College of International Business of Shenyang Normal University, Shenyang 110034, Liaoning, China.
Comput Intell Neurosci. 2021 Nov 16;2021:7097425. doi: 10.1155/2021/7097425. eCollection 2021.
Nowadays, a large number of students' academic registrations change every year in universities, but most of these cases are recorded and mathematically and statistically analysed through forms or systems, which are cumbersome and difficult to find some potential information in them. Therefore, timely and effective prediction of student registration changes and early warning of student registration changes by technical means is an important part of university registration management. At present, relevant research is mostly based on mathematical statistical analysis methods such as students' current credit evaluation or course score averages and seldom uses data mining and other technical methods for in-depth research. In this paper, we propose a mutated fuzzy neural network (MFNN) based prediction model for student registration changes in colleges and universities, which can provide supplementary reference decisions for school registration management for school teaching managers. In this paper, we first construct the corresponding prediction model of academic registration variation, define the relevant parameters, and model the optimization problem and propose the objective optimization function. Second, the proposed model is optimized by adding principal component analysis (PCA) to the original model to improve the efficiency of model training and the correct prediction rate. It is verified that the proposed model can effectively predict individual students' academic registration changes with a prediction accuracy of nearly 92.91%.

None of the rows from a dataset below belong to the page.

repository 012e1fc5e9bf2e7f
use serde::{Deserialize, Serialize};

use super::domain::{
    CandidateId, Interview, InterviewId, InterviewStatus, JobId, Recommendation,
};

/// Stage the application subsystem should move the applicant to.
#[derive(Debug, Clone, Copy, PartialEq, Eq, Serialize, Deserialize)]
#[serde(rename_all = "snake_case")]
pub enum PipelineStage {
    Interviewed,
    Rejected,
    InterviewExpired,
    InterviewCancelled,
}

/// Payload handed to the application subsystem after a terminal transition.
#[derive(Debug, Clone, PartialEq, Eq, Serialize, Deserialize)]
pub struct PipelineUpdate {
    pub interview_id: InterviewId,
    pub job_id: JobId,
    pub candidate_id: CandidateId,
    pub stage: PipelineStage,
    #[serde(skip_serializing_if = "Option::is_none")]
    pub recommendation: Option<Recommendation>,
    #[serde(skip_serializing_if = "Option::is_none")]
    pub overall_score: Option<u8>,
}

impl PipelineUpdate {
    /// Derive the update for a terminal interview; `None` while the interview is still live.
    pub fn for_interview(interview: &Interview) -> Option<Self> {
        let analysis = interview.result.as_ref().map(|result| &result.analysis);
        let stage = match interview.status {
            InterviewStatus::Completed => match analysis.map(|analysis| analysis.recommendation) {
                Some(Recommendation::NoHire) => PipelineStage::Rejected,
                _ => PipelineStage::Interviewed,
            },
            InterviewStatus::Expired => PipelineStage::InterviewExpired,
            InterviewStatus::Cancelled => PipelineStage::InterviewCancelled,
            InterviewStatus::Scheduled | InterviewStatus::InProgress => return None,
        };

        Some(Self {
            interview_id: interview.id.clone(),
            job_id: interview.job_id.clone(),
            candidate_id: interview.candidate_id.clone(),
            stage,
            recommendation: analysis.map(|analysis| analysis.recommendation),
            overall_score: analysis.map(|analysis| analysis.overall_score),
        })
    }
}

/// Outbound hook towards the application pipeline (status board, ATS adapter, e-mail).
pub trait PipelineNotifier: Send + Sync {
    fn publish(&self, update: PipelineUpdate) -> Result<(), NotifyError>;
}

#[derive(Debug, thiserror::Error)]
pub enum NotifyError {
    #[error("pipeline transport unavailable: {0}")]
    Transport(String),
}

/// Notifier that only records the update in the log stream.
#[derive(Debug, Default, Clone, Copy)]
pub struct LoggingNotifier;

impl PipelineNotifier for LoggingNotifier {
    fn publish(&self, update: PipelineUpdate) -> Result<(), NotifyError> {
        tracing::info!(
            interview_id = %update.interview_id,
            stage = ?update.stage,
            recommendation = ?update.recommendation,
            "pipeline update"
        );
        Ok(())
    }
}

/// Publish the update for `interview`, logging rather than propagating transport failures.
pub(crate) fn publish_terminal(notifier: &dyn PipelineNotifier, interview: &Interview) {
    let Some(update) = PipelineUpdate::for_interview(interview) else {
        return;
    };
    if let Err(err) = notifier.publish(update) {
        tracing::warn!(interview_id = %interview.id, error = %err, "pipeline notification failed");
    }
}
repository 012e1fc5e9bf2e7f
pub mod config;
pub mod error;
pub mod telemetry;
pub mod workflows;
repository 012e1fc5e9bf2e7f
use std::future::Future;
use std::sync::Arc;
use std::time::Duration;

use chrono::Utc;
use tokio::sync::watch;
use tokio::task::JoinHandle;
use tokio::time::MissedTickBehavior;

use super::engine::ReconciliationEngine;
use crate::workflows::interviews::store::InterviewStore;

#[derive(Debug, thiserror::Error)]
pub enum SchedulerError {
    #[error("{task} interval must be greater than zero")]
    InvalidInterval { task: &'static str },
    #[error("{task} task failed: {source}")]
    Join {
        task: &'static str,
        #[source]
        source: tokio::task::JoinError,
    },
}

/// Owns the periodic poll and staleness sweep. Both run until [`stop`](Self::stop) is called.
pub struct ReconciliationScheduler {
    shutdown: watch::Sender<bool>,
    tasks: Vec<(&'static str, JoinHandle<()>)>,
}

impl ReconciliationScheduler {
    pub fn start<S>(
        engine: Arc<ReconciliationEngine<S>>,
        poll_every: Duration,
        sweep_every: Duration,
    ) -> Result<Self, SchedulerError>
    where
        S: InterviewStore + 'static,
    {
        if poll_every.is_zero() {
            return Err(SchedulerError::InvalidInterval { task: "poll" });
        }
        if sweep_every.is_zero() {
            return Err(SchedulerError::InvalidInterval { task: "sweep" });
        }

        let (shutdown, signal) = watch::channel(false);

        let poll_engine = engine.clone();
        let poll = spawn_periodic("poll", poll_every, signal.clone(), move || {
            let engine = poll_engine.clone();
            async move {
                if let Err(err) = engine.poll_once(Utc::now()).await {
                    tracing::error!(error = %err, "reconciliation poll failed");
                }
            }
        });

        let sweep = spawn_periodic("sweep", sweep_every, signal, move || {
            let engine = engine.clone();
            async move {
                if let Err(err) = engine.sweep_stale(Utc::now()).await {
                    tracing::error!(error = %err, "staleness sweep failed");
                }
            }
        });

        tracing::info!(
            poll_secs = poll_every.as_secs(),
            sweep_secs = sweep_every.as_secs(),
            "reconciliation scheduler started"
        );

        Ok(Self {
            shutdown,
            tasks: vec![("poll", poll), ("sweep", sweep)],
        })
    }

    /// Signal both tasks and wait for the in-flight cycle, if any, to finish.
    pub async fn stop(self) -> Result<(), SchedulerError> {
        let _ = self.shutdown.send(true);
        for (task, handle) in self.tasks {
            handle
                .await
                .map_err(|source| SchedulerError::Join { task, source })?;
        }
        tracing::info!("reconciliation scheduler stopped");
        Ok(())
    }
}

fn spawn_periodic<F, Fut>(
    task: &'static str,
    every: Duration,
    mut shutdown: watch::Receiver<bool>,
    mut cycle: F,
) -> JoinHandle<()>
where
    F: FnMut() -> Fut + Send + 'static,
    Fut: Future<Output = ()> + Send + 'static,
{
    tokio::spawn(async move {
        let mut ticker = tokio::time::interval(every);
        ticker.set_missed_tick_behavior(MissedTickBehavior::Delay);
        // First tick completes immediately.
        ticker.tick().await;

        loop {
            tokio::select! {
                _ = ticker.tick() => cycle().await,
                changed = shutdown.changed() => {
                    if changed.is_err() || *shutdown.borrow() {
                        tracing::debug!(task, "periodic task shutting down");
                        break;
                    }
                }
            }
        }
    })
}

#[cfg(test)]
mod tests {
    use super::*;
    use crate::workflows::interviews::analysis::{AnalysisRequest, AnalyzerError, TranscriptAnalyzer};
    use crate::workflows::interviews::domain::{AgentId, CallAnalysis, CallId};
    use crate::workflows::interviews::notify::LoggingNotifier;
    use crate::workflows::interviews::provider::{
        AgentInstructions, CallContext, CallGateway, CallStatusReport, GatewayError,
        ProviderReport,
    };
    use crate::workflows::interviews::reconciliation::{CompletionService, ReconcilePolicy};
    use crate::workflows::interviews::store::InMemoryInterviewStore;
    use async_trait::async_trait;

    struct Silent;

    #[async_trait]
    impl CallGateway for Silent {
        async fn create_agent(&self, _: &AgentInstructions) -> Result<AgentId, GatewayError> {
            Err(GatewayError::Timeout)
        }

        async fn dispatch_call(
            &self,
            _: &AgentId,
            _: &str,
            _: &CallContext,
        ) -> Result<CallId, GatewayError> {
            Err(GatewayError::Timeout)
        }

        async fn call_status(&self, _: &CallId) -> Result<CallStatusReport, GatewayError> {
            Err(GatewayError::Timeout)
        }

        async fn call_analytics(&self, _: &CallId) -> Result<ProviderReport, GatewayError> {
            Err(GatewayError::Timeout)
        }
    }

    #[async_trait]
    impl TranscriptAnalyzer for Silent {
        async fn analyze(&self, _: &AnalysisRequest) -> Result<CallAnalysis, AnalyzerError> {
            Err(AnalyzerError::Timeout)
        }
    }

    fn engine() -> Arc<ReconciliationEngine<InMemoryInterviewStore>> {
        let store = Arc::new(InMemoryInterviewStore::new());
        let completion = CompletionService::new(
            store.clone(),
            Arc::new(Silent),
            Arc::new(LoggingNotifier),
            Duration::from_secs(1),
        );
        Arc::new(ReconciliationEngine::new(
            store,
            Arc::new(Silent),
            completion,
            ReconcilePolicy::default(),
        ))
    }

    #[tokio::test]
    async fn zero_intervals_are_rejected() {
        let err = ReconciliationScheduler::start(engine(), Duration::ZERO, Duration::from_secs(1))
            .err()
            .expect("zero poll interval rejected");
        assert!(matches!(err, SchedulerError::InvalidInterval { task: "poll" }));
    }

    #[tokio::test(start_paused = true)]
    async fn start_then_stop_joins_both_tasks() {
        let scheduler = ReconciliationScheduler::start(
            engine(),
            Duration::from_secs(30),
            Duration::from_secs(7200),
        )
        .expect("scheduler starts");

        tokio::time::sleep(Duration::from_secs(95)).await;
        scheduler.stop().await.expect("scheduler stops cleanly");
    }
}
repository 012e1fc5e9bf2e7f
pub mod interviews;
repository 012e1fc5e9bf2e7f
//! AI phone-screening interviews: lifecycle, call dispatch and reconciliation of call outcomes.

pub mod analysis;
pub mod dispatch;
pub mod domain;
pub mod error;
pub mod lifecycle;
pub mod notify;
pub mod provider;
pub mod reconciliation;
pub mod router;
pub mod service;
pub mod store;

#[cfg(test)]
mod tests;

pub use analysis::{HttpTranscriptAnalyzer, TranscriptAnalyzer};
pub use dispatch::{normalize_phone, DispatchOrchestrator, DispatchSettings};
pub use domain::{
    AgentId, AnalysisSource, ApplicationAccepted, CallAnalysis, CallId, CandidateId,
    CompletionTrigger, Interview, InterviewId, InterviewResult, InterviewStatus, InterviewView,
    JobContext, JobId, QuestionAnswer, Recommendation, RecruiterId,
};
pub use error::InterviewError;
pub use lifecycle::{next_status, InterviewEvent, StatusChange, TransitionRejected};
pub use notify::{LoggingNotifier, NotifyError, PipelineNotifier, PipelineStage, PipelineUpdate};
pub use provider::{CallGateway, GatewayError, HttpCallGateway};
pub use reconciliation::{
    CallWebhook, Completion, CompletionService, ReconcilePolicy, ReconciliationEngine,
    ReconciliationScheduler, SchedulerError,
};
pub use router::interview_router;
pub use service::InterviewService;
pub use store::{ChangeOutcome, InMemoryInterviewStore, InterviewStore, StoreError};
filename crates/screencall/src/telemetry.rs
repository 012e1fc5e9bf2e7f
use crate::config::TelemetryConfig;
use std::fmt;
use tracing_subscriber::filter::ParseError;
use tracing_subscriber::EnvFilter;

/// Directives appended to the configured level so provider polling does not flood the log.
const QUIET_DEPENDENCIES: &[&str] = &["hyper=warn", "hyper_util=warn", "reqwest=warn", "h2=warn"];

#[derive(Debug)]
pub enum TelemetryError {
    EnvFilter { value: String, source: ParseError },
    Subscriber(Box<dyn std::error::Error + Send + Sync>),
}

impl fmt::Display for TelemetryError {
    fn fmt(&self, f: &mut fmt::Formatter<'_>) -> fmt::Result {
        match self {
            TelemetryError::EnvFilter { value, .. } => {
                write!(f, "invalid log filter '{value}'")
            }
            TelemetryError::Subscriber(err) => write!(f, "subscriber already installed: {err}"),
        }
    }
}

impl std::error::Error for TelemetryError {
    fn source(&self) -> Option<&(dyn std::error::Error + 'static)> {
        match self {
            TelemetryError::EnvFilter { source, .. } => Some(source),
            TelemetryError::Subscriber(err) => Some(&**err),
        }
    }
}

/// Filter from `RUST_LOG` when set, otherwise the configured level with HTTP client noise muted.
pub fn build_filter(config: &TelemetryConfig) -> Result<EnvFilter, TelemetryError> {
    if let Ok(filter) = EnvFilter::try_from_default_env() {
        return Ok(filter);
    }

    let mut directives = vec![config.log_level.trim().to_string()];
    directives.extend(QUIET_DEPENDENCIES.iter().map(|d| d.to_string()));
    let value = directives.join(",");

    EnvFilter::try_new(&value).map_err(|source| TelemetryError::EnvFilter { value, source })
}

pub fn init(config: &TelemetryConfig) -> Result<(), TelemetryError> {
    tracing_subscriber::fmt()
        .with_env_filter(build_filter(config)?)
        .with_target(false)
        .compact()
        .with_ansi(false)
        .try_init()
        .map_err(TelemetryError::Subscriber)
}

如今,高校每年都有大量学生的学业注册信息发生变动,但这些情况大多通过表格或系统进行记录和数理统计分析,过程繁琐,难以从中发现一些潜在信息。因此,及时有效地通过技术手段预测学生的学业注册变动,并对学生的学业注册变动进行预警,是高校注册管理的重要组成部分。目前,相关研究大多基于学生当前学分评估或课程成绩平均分等数理统计分析方法,很少使用数据挖掘等技术方法进行深入研究。本文提出了一种基于突变模糊神经网络(MFNN)的高校学生学业注册变动预测模型,可为学校教学管理人员的学校注册管理提供补充决策参考。本文首先构建了相应的学业注册变动预测模型,定义了相关参数,对优化问题进行建模,并提出了目标优化函数。其次,通过在原始模型中添加主成分分析(PCA)对提出的模型进行优化,提高模型训练的效率和正确预测率。验证表明,该模型可以有效地预测个体学生的学业注册变动,预测准确率接近 92.91%。